• Annals of medicine · Jan 2005

    Comparative Study

    Relationship between tumor necrosis factor-alpha and ammonia in patients with hepatic encephalopathy due to chronic liver failure.

    • Majed Odeh, Edmond Sabo, Isaac Srugo, and Arie Oliven.
    • Department of Internal Medicine B, Bnai Zion Medical Center, PO Box 6477, Haifa 31063, Israel. majed.odeh@b-zion.org.il
    • Ann. Med. 2005 Jan 1; 37 (8): 603-12.

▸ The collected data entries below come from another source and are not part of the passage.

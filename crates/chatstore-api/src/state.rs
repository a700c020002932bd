//! Application state: configuration plus an open, migrated chat store.

use std::path::PathBuf;

use anyhow::Context;
use chatstore_infra::config::{load_app_config, resolve_data_dir, resolve_database_uri};
use chatstore_infra::storage::ChatStorage;
use chatstore_types::config::StorageConfig;
use console::style;

/// Shared state handed to every command.
pub struct AppState {
    pub storage: ChatStorage,
    pub data_dir: PathBuf,
    pub config: StorageConfig,
    /// Migrations applied while opening the store.
    pub migrations_applied: usize,
}

impl AppState {
    /// Resolve configuration, connect, migrate, and seed the default admin.
    ///
    /// Connection and migration failures are fatal; the seed is best-effort.
    pub async fn init(db_override: Option<String>) -> anyhow::Result<Self> {
        let data_dir = resolve_data_dir();

        // Ensure data directory exists (the default SQLite file lives there)
        tokio::fs::create_dir_all(&data_dir)
            .await
            .with_context(|| format!("Failed to create data directory {}", data_dir.display()))?;

        let config = load_app_config(&data_dir).await.storage;
        let uri = db_override.unwrap_or_else(|| resolve_database_uri(&config, &data_dir));

        let storage = ChatStorage::connect(&uri, &config)
            .await
            .context("Failed to connect to chat storage")?;
        let migrations_applied = storage
            .migrate()
            .await
            .context("Failed to initialize chat storage schema")?;
        tracing::debug!(
            backend = ?storage.backend(),
            migrations_applied,
            "Chat storage ready"
        );

        if config.seed_default_admin {
            if let Some(password) = storage.seed_default_admin().await {
                eprintln!();
                eprintln!(
                    "  {} Created default user {} with password {}",
                    style("!").yellow().bold(),
                    style("admin").cyan(),
                    style(&password).bold()
                );
                eprintln!("    Store it now; it will not be shown again.");
                eprintln!();
            }
        }

        Ok(Self {
            storage,
            data_dir,
            config,
            migrations_applied,
        })
    }
}
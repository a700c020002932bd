//! Chat and message records plus the filters used to query them.
//!
//! A `Chat` is one conversation (direct, group, or newsletter) keyed by its
//! JID. A `Message` belongs to exactly one chat and is keyed by
//! `(id, chat_jid)`, since message IDs are only unique within their chat.

use chrono::{DateTime, SubsecRound, Utc};
use serde::{Deserialize, Serialize};

/// 0000-01-01T00:00:00Z as a Unix timestamp.
const MIN_TIMESTAMP_SECS: i64 = -62_167_219_200;

/// 9999-12-31T23:59:59Z as a Unix timestamp.
const MAX_TIMESTAMP_SECS: i64 = 253_402_300_799;

/// Truncate a timestamp to microsecond precision and clamp it to the years
/// 0000 through 9999.
///
/// Both storage backends persist microseconds; every timestamp is
/// normalized through this before it is written so reads return exactly
/// what was stored. SQLite keeps timestamps as RFC 3339 text, which is only
/// fixed-width (and so sorts in time order) inside that year range.
pub fn normalize_timestamp(dt: DateTime<Utc>) -> DateTime<Utc> {
    let dt = dt.trunc_subsecs(6);
    if dt.timestamp() < MIN_TIMESTAMP_SECS {
        DateTime::from_timestamp(MIN_TIMESTAMP_SECS, 0).unwrap_or(dt)
    } else if dt.timestamp() > MAX_TIMESTAMP_SECS {
        DateTime::from_timestamp(MAX_TIMESTAMP_SECS, 999_999_000).unwrap_or(dt)
    } else {
        dt
    }
}

/// A stored conversation.
#[derive(Debug, Clone, PartialEq, Eq, Serialize, Deserialize)]
pub struct Chat {
    pub jid: String,
    pub name: String,
    /// Timestamp of the newest message seen for this chat. Primary sort key
    /// for chat listings.
    pub last_message_time: DateTime<Utc>,
    /// Disappearing-message timer in seconds (0 = off).
    pub ephemeral_expiration: u32,
    pub created_at: DateTime<Utc>,
    pub updated_at: DateTime<Utc>,
}

impl Chat {
    /// Build a chat record with zero expiration. Bookkeeping timestamps are
    /// placeholders; the store sets them on write.
    pub fn new(jid: impl Into<String>, name: impl Into<String>, last_message_time: DateTime<Utc>) -> Self {
        let now = Utc::now();
        Self {
            jid: jid.into(),
            name: name.into(),
            last_message_time,
            ephemeral_expiration: 0,
            created_at: now,
            updated_at: now,
        }
    }
}

/// A stored message.
#[derive(Debug, Clone, PartialEq, Eq, Serialize, Deserialize)]
pub struct Message {
    pub id: String,
    pub chat_jid: String,
    /// JID of the sender.
    pub sender: String,
    /// Text content; empty for media-only messages.
    pub content: String,
    pub timestamp: DateTime<Utc>,
    pub is_from_me: bool,
    /// Empty when the message carries no media.
    pub media_type: String,
    pub filename: String,
    pub url: String,
    pub media_key: Vec<u8>,
    pub file_sha256: Vec<u8>,
    pub file_enc_sha256: Vec<u8>,
    pub file_length: u64,
    pub created_at: DateTime<Utc>,
    pub updated_at: DateTime<Utc>,
}

impl Message {
    /// Build a plain text message with no media fields.
    pub fn text(
        id: impl Into<String>,
        chat_jid: impl Into<String>,
        sender: impl Into<String>,
        content: impl Into<String>,
        timestamp: DateTime<Utc>,
    ) -> Self {
        let now = Utc::now();
        Self {
            id: id.into(),
            chat_jid: chat_jid.into(),
            sender: sender.into(),
            content: content.into(),
            timestamp,
            is_from_me: false,
            media_type: String::new(),
            filename: String::new(),
            url: String::new(),
            media_key: Vec::new(),
            file_sha256: Vec::new(),
            file_enc_sha256: Vec::new(),
            file_length: 0,
            created_at: now,
            updated_at: now,
        }
    }

    /// Whether this message has anything user-visible to persist.
    pub fn has_payload(&self) -> bool {
        !self.content.is_empty() || !self.media_type.is_empty()
    }

    /// Whether this message carries media.
    pub fn has_media(&self) -> bool {
        !self.media_type.is_empty()
    }
}

/// Filters for listing chats. Every field is optional; set fields combine
/// with logical AND.
#[derive(Debug, Clone, Default, PartialEq, Eq, Serialize, Deserialize)]
pub struct ChatFilter {
    /// Case-insensitive substring match on the chat name.
    pub search_name: Option<String>,
    /// Only chats with at least one media message.
    #[serde(default)]
    pub has_media: bool,
    pub limit: Option<u32>,
    pub offset: Option<u32>,
}

/// Filters for listing messages. Every field is optional; set fields
/// combine with logical AND.
#[derive(Debug, Clone, Default, PartialEq, Eq, Serialize, Deserialize)]
pub struct MessageFilter {
    pub chat_jid: Option<String>,
    /// Inclusive lower bound on `timestamp`.
    pub start_time: Option<DateTime<Utc>>,
    /// Inclusive upper bound on `timestamp`.
    pub end_time: Option<DateTime<Utc>>,
    /// Only messages with a non-empty media type.
    #[serde(default)]
    pub media_only: bool,
    pub is_from_me: Option<bool>,
    pub limit: Option<u32>,
}

impl MessageFilter {
    /// Filter scoped to a single chat.
    pub fn for_chat(chat_jid: impl Into<String>) -> Self {
        Self {
            chat_jid: Some(chat_jid.into()),
            ..Self::default()
        }
    }
}

/// Row counts across the whole store.
#[derive(Debug, Clone, Copy, Default, PartialEq, Eq, Serialize, Deserialize)]
pub struct StorageStats {
    pub chat_count: u64,
    pub message_count: u64,
}
#[cfg(test)]
mod tests {
    use super::*;
    use crate::postgres::testing::{fresh_repo, unmigrated_repo};
    use chrono::{TimeZone, Timelike};

    fn ts(offset_secs: i64) -> DateTime<Utc> {
        Utc.timestamp_opt(1_700_000_000 + offset_secs, 0).unwrap()
    }

    async fn seed_chat(repo: &PostgresChatRepository, jid: &str, name: &str, at: DateTime<Utc>) {
        repo.store_chat(&Chat::new(jid, name, at)).await.unwrap();
    }

    #[tokio::test]
    async fn test_migrate_converges() {
        let Some(repo) = unmigrated_repo().await else {
            return;
        };
        assert_eq!(repo.migrate().await.unwrap(), POSTGRES_MIGRATIONS.len());
        assert_eq!(repo.migrate().await.unwrap(), 0);

        let count: i64 = sqlx::query_scalar("SELECT COUNT(*) FROM schema_info")
            .fetch_one(repo.pool())
            .await
            .unwrap();
        assert_eq!(count, 3);
    }

    #[tokio::test]
    async fn test_failed_migration_leaves_no_partial_state() {
        let Some(repo) = unmigrated_repo().await else {
            return;
        };
        let steps = [
            Migration {
                version: 1,
                name: "create_alpha",
                sql: "CREATE TABLE IF NOT EXISTS alpha (id BIGINT PRIMARY KEY);",
            },
            Migration {
                version: 2,
                name: "create_beta_then_fail",
                sql: "CREATE TABLE IF NOT EXISTS beta (id BIGINT PRIMARY KEY);\n\
                      INSERT INTO missing_table (id) VALUES (1);",
            },
        ];

        let err = repo.migrate_with(&steps).await.unwrap_err();
        assert!(matches!(err, RepositoryError::Migration { version: 2, .. }), "got {err:?}");

        let max: i64 = sqlx::query_scalar("SELECT MAX(version) FROM schema_info")
            .fetch_one(repo.pool())
            .await
            .unwrap();
        assert_eq!(max, 1);

        let tables: Vec<String> = sqlx::query_scalar(
            r#"SELECT table_name::TEXT FROM information_schema.tables
               WHERE table_schema = current_schema() AND table_name IN ('alpha', 'beta')
               ORDER BY table_name"#,
        )
        .fetch_all(repo.pool())
        .await
        .unwrap();
        assert_eq!(tables, vec!["alpha".to_string()]);
    }

    #[tokio::test]
    async fn test_store_chat_is_idempotent_upsert() {
        let Some(repo) = fresh_repo().await else {
            return;
        };
        let mut chat = Chat::new("123@s.whatsapp.net", "Alice", ts(0));
        repo.store_chat(&chat).await.unwrap();
        chat.name = "Alice B".to_string();
        chat.ephemeral_expiration = 604_800;
        repo.store_chat(&chat).await.unwrap();

        assert_eq!(repo.get_total_chat_count().await.unwrap(), 1);
        let stored = repo.get_chat(&chat.jid).await.unwrap().unwrap();
        assert_eq!(stored.name, "Alice B");
        assert_eq!(stored.ephemeral_expiration, 604_800);
    }

    #[tokio::test]
    async fn test_batch_is_all_or_nothing() {
        let Some(repo) = fresh_repo().await else {
            return;
        };
        seed_chat(&repo, "a@s.whatsapp.net", "A", ts(0)).await;
        let mut batch: Vec<Message> = (0..5)
            .map(|i| {
                Message::text(
                    format!("M{i}"),
                    "a@s.whatsapp.net",
                    "a@s.whatsapp.net",
                    "x",
                    ts(i),
                )
            })
            .collect();
        batch[2].chat_jid = "ghost@s.whatsapp.net".to_string();

        let err = repo.store_messages_batch(&batch).await.unwrap_err();
        assert!(matches!(err, RepositoryError::Constraint(_)), "got {err:?}");
        assert_eq!(repo.get_total_message_count().await.unwrap(), 0);
    }

    #[tokio::test]
    async fn test_media_fields_and_precision_round_trip() {
        let Some(repo) = fresh_repo().await else {
            return;
        };
        let precise = ts(0).with_nanosecond(987_654_321).unwrap();
        seed_chat(&repo, "a@s.whatsapp.net", "A", precise).await;

        let mut message = Message::text("M1", "a@s.whatsapp.net", "a@s.whatsapp.net", "", precise);
        message.media_type = "document".to_string();
        message.filename = "report.pdf".to_string();
        message.media_key = vec![9, 8, 7];
        message.file_length = 4096;
        repo.store_message(&message).await.unwrap();

        let stored = repo.get_message_by_id("M1").await.unwrap().unwrap();
        assert_eq!(stored.timestamp, normalize_timestamp(precise));
        assert_eq!(stored.filename, "report.pdf");
        assert_eq!(stored.media_key, vec![9, 8, 7]);
        assert!(stored.file_sha256.is_empty());
        assert_eq!(stored.file_length, 4096);
    }

    #[tokio::test]
    async fn test_filters_and_search() {
        let Some(repo) = fresh_repo().await else {
            return;
        };
        seed_chat(&repo, "a@s.whatsapp.net", "Family", ts(10)).await;
        seed_chat(&repo, "b@s.whatsapp.net", "Work", ts(10)).await;
        let mut photo = Message::text("P1", "b@s.whatsapp.net", "b@s.whatsapp.net", "", ts(5));
        photo.media_type = "image".to_string();
        repo.store_messages_batch(&[
            Message::text("M1", "a@s.whatsapp.net", "a@s.whatsapp.net", "Hello there", ts(1)),
            Message::text("M2", "a@s.whatsapp.net", "a@s.whatsapp.net", "HELLO again", ts(2)),
            photo,
        ])
        .await
        .unwrap();

        let chats = repo.get_chats(&ChatFilter::default()).await.unwrap();
        let jids: Vec<&str> = chats.iter().map(|c| c.jid.as_str()).collect();
        assert_eq!(jids, vec!["a@s.whatsapp.net", "b@s.whatsapp.net"]);

        let media_chats = repo
            .get_chats(&ChatFilter {
                has_media: true,
                ..ChatFilter::default()
            })
            .await
            .unwrap();
        assert_eq!(media_chats.len(), 1);
        assert_eq!(media_chats[0].jid, "b@s.whatsapp.net");

        let named = repo
            .get_chats(&ChatFilter {
                search_name: Some("fam".to_string()),
                ..ChatFilter::default()
            })
            .await
            .unwrap();
        assert_eq!(named.len(), 1);

        let hits = repo.search_messages("a@s.whatsapp.net", "hello", 0).await.unwrap();
        let ids: Vec<&str> = hits.iter().map(|m| m.id.as_str()).collect();
        assert_eq!(ids, vec!["M2", "M1"]);
    }

    #[tokio::test]
    async fn test_case_folding_is_ascii_only() {
        let Some(repo) = fresh_repo().await else {
            return;
        };
        seed_chat(&repo, "u@s.whatsapp.net", "Ünal Çelik", ts(0)).await;
        repo.store_message(&Message::text("U1", "u@s.whatsapp.net", "u@s.whatsapp.net", "ÜBER cool", ts(1)))
            .await
            .unwrap();

        let by_name = |needle: &str| ChatFilter {
            search_name: Some(needle.to_string()),
            ..ChatFilter::default()
        };
        assert!(repo.get_chats(&by_name("ünal")).await.unwrap().is_empty());
        assert_eq!(repo.get_chats(&by_name("Ünal")).await.unwrap().len(), 1);
        assert_eq!(repo.get_chats(&by_name("ÇELIK")).await.unwrap().len(), 1);

        assert!(repo.search_messages("u@s.whatsapp.net", "über", 0).await.unwrap().is_empty());
        assert_eq!(repo.search_messages("u@s.whatsapp.net", "Über COOL", 0).await.unwrap().len(), 1);
    }

    #[tokio::test]
    async fn test_delete_and_truncate() {
        let Some(repo) = fresh_repo().await else {
            return;
        };
        seed_chat(&repo, "a@s.whatsapp.net", "A", ts(0)).await;
        repo.store_message(&Message::text("M1", "a@s.whatsapp.net", "a@s.whatsapp.net", "x", ts(1)))
            .await
            .unwrap();

        assert!(repo.delete_chat("a@s.whatsapp.net").await.unwrap());
        assert_eq!(repo.get_total_message_count().await.unwrap(), 0);

        seed_chat(&repo, "b@s.whatsapp.net", "B", ts(0)).await;
        repo.truncate_all_chats().await.unwrap();
        assert_eq!(repo.get_total_chat_count().await.unwrap(), 0);
    }

    #[tokio::test]
    async fn test_seed_default_admin_runs_once() {
        let Some(repo) = fresh_repo().await else {
            return;
        };
        assert!(repo.seed_default_admin().await.is_some());
        assert!(repo.seed_default_admin().await.is_none());
    }
}
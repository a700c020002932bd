//! Database pool with split reader/writer connections in WAL mode.
//!
//! SQLite allows only one writer at a time. This module provides a `DatabasePool`
//! with a bounded reader pool for concurrent reads and a single-connection
//! writer pool for serialized writes. Both use WAL journal mode and enforce
//! foreign keys, so deleting a chat cascades to its messages.

use std::str::FromStr;
use std::time::Duration;

use chatstore_types::config::StorageConfig;
use chatstore_types::error::RepositoryError;
use sqlx::sqlite::{SqliteConnectOptions, SqliteJournalMode, SqlitePool, SqlitePoolOptions};


/// Split read/write pool for SQLite with WAL mode.
///
/// - `reader`: Multi-connection pool (up to `max_connections`) for SELECT queries.
/// - `writer`: Single-connection pool for INSERT/UPDATE/DELETE and migrations.
#[derive(Clone)]
pub struct DatabasePool {
    pub reader: SqlitePool,
    pub writer: SqlitePool,
}

impl DatabasePool {
    /// Open both pools. The writer is opened first so the database file
    /// exists before any read-only connection is made.
    pub async fn connect(database_url: &str, config: &StorageConfig) -> Result<Self, RepositoryError> {
        let url = normalize_sqlite_url(database_url);
        let base_opts = SqliteConnectOptions::from_str(&url)
            .map_err(|e| RepositoryError::Connection(format!("invalid SQLite URL '{url}': {e}")))?
            .journal_mode(SqliteJournalMode::Wal)
            .foreign_keys(true)
            .busy_timeout(Duration::from_secs(5))
            .create_if_missing(true);

        let read_opts = base_opts.clone().read_only(true);
        let write_opts = base_opts;

        let writer = SqlitePoolOptions::new()
            .max_connections(1)
            .connect_with(write_opts)
            .await
            .map_err(|e| RepositoryError::Connection(e.to_string()))?;

        let reader = SqlitePoolOptions::new()
            .max_connections(config.max_connections.max(1))
            .min_connections(config.min_connections.min(config.max_connections))
            .connect_with(read_opts)
            .await
            .map_err(|e| RepositoryError::Connection(e.to_string()))?;

        Ok(Self { reader, writer })
    }
}

/// Accept `file:` URIs and strip driver-specific `_name=value` parameters
/// so older connection strings keep working.
pub fn normalize_sqlite_url(uri: &str) -> String {
    let rest = uri
        .strip_prefix("sqlite://")
        .or_else(|| uri.strip_prefix("sqlite:"))
        .or_else(|| uri.strip_prefix("file:"))
        .unwrap_or(uri);

    let (path, params) = match rest.split_once('?') {
        Some((path, params)) => (path, Some(params)),
        None => (rest, None),
    };

    let kept: Vec<&str> = params
        .into_iter()
        .flat_map(|p| p.split('&'))
        .filter(|p| !p.is_empty() && !p.starts_with('_'))
        .collect();

    if kept.is_empty() {
        format!("sqlite://{path}")
    } else {
        format!("sqlite://{path}?{}", kept.join("&"))
    }
}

    BackgroundWe have recently demonstrated that in humans, circulating levels of tumor necrosis factor-alpha (TNF) correlate positively with severity of hepatic encephalopathy (HE) due to chronic liver failure.AIM. The main aim of this larger population study is to determine the relationship between TNF and ammonia in patients with HE and chronic liver failure due to liver cirrhosis.MethodsCirculating levels of TNF and ammonia were measured in 108 patients with liver cirrhosis due to various etiologies in various clinical grades of HE (grades 0-4). TNF concentrations were measured in venous serum using commercially available solid-phase high sensitivity enzyme-linked immunosorbent assay. Ammonia levels were determined in venous plasma by the enzymatic method, using the glutamate dehydrogenase reaction.ResultsThe mean+/-SEM values of circulating levels of TNF and ammonia at presentation in patients with grade 0 of HE (n = 30) were 3.89+/-0.2 pg/mL and 49.8+/-2.8 microg/mL respectively, in patients with grade 1 of HE (n = 26) were 8.56+/-0.34 pg/mL and 101.6+/-6.5 microg/mL respectively, in patients with grade 2 of HE (n = 22) were 11.59+/-0.48 pg/mL and 160.3+/-10.7 microg/mL respectively, in patients with grade 3 of HE (n = 20) were 19.98+/-0.94 pg/mL and 228.8+/-16.1 microg/mL respectively, and in patients with grade 4 of HE (n = 10) were 51.53+/-8.59 pg/mL and 284.2+/-20.3 microg/mL respectively. A significant positive correlation was found between circulating levels of TNF and those of ammonia (r = 0.62, P< 0.0001), and also between circulating levels of both substances and severity of HE in these patients (r = 0.95, P<0.0001, and r = 0.9, P<0.0001 respectively). TNF and ammonia were both significant independent predictors of severity of HE (P<0.0001 for both variables).ConclusionThe results of this study demonstrate a significant relationship between TNF and ammonia in patients with chronic liver failure and HE, and so strengthen the suggestion that TNF could be strongly involved in the pathogenesis of HE in these patients. Hence, we suggest a new theory in the pathogenesis of HE, the "TNF theory".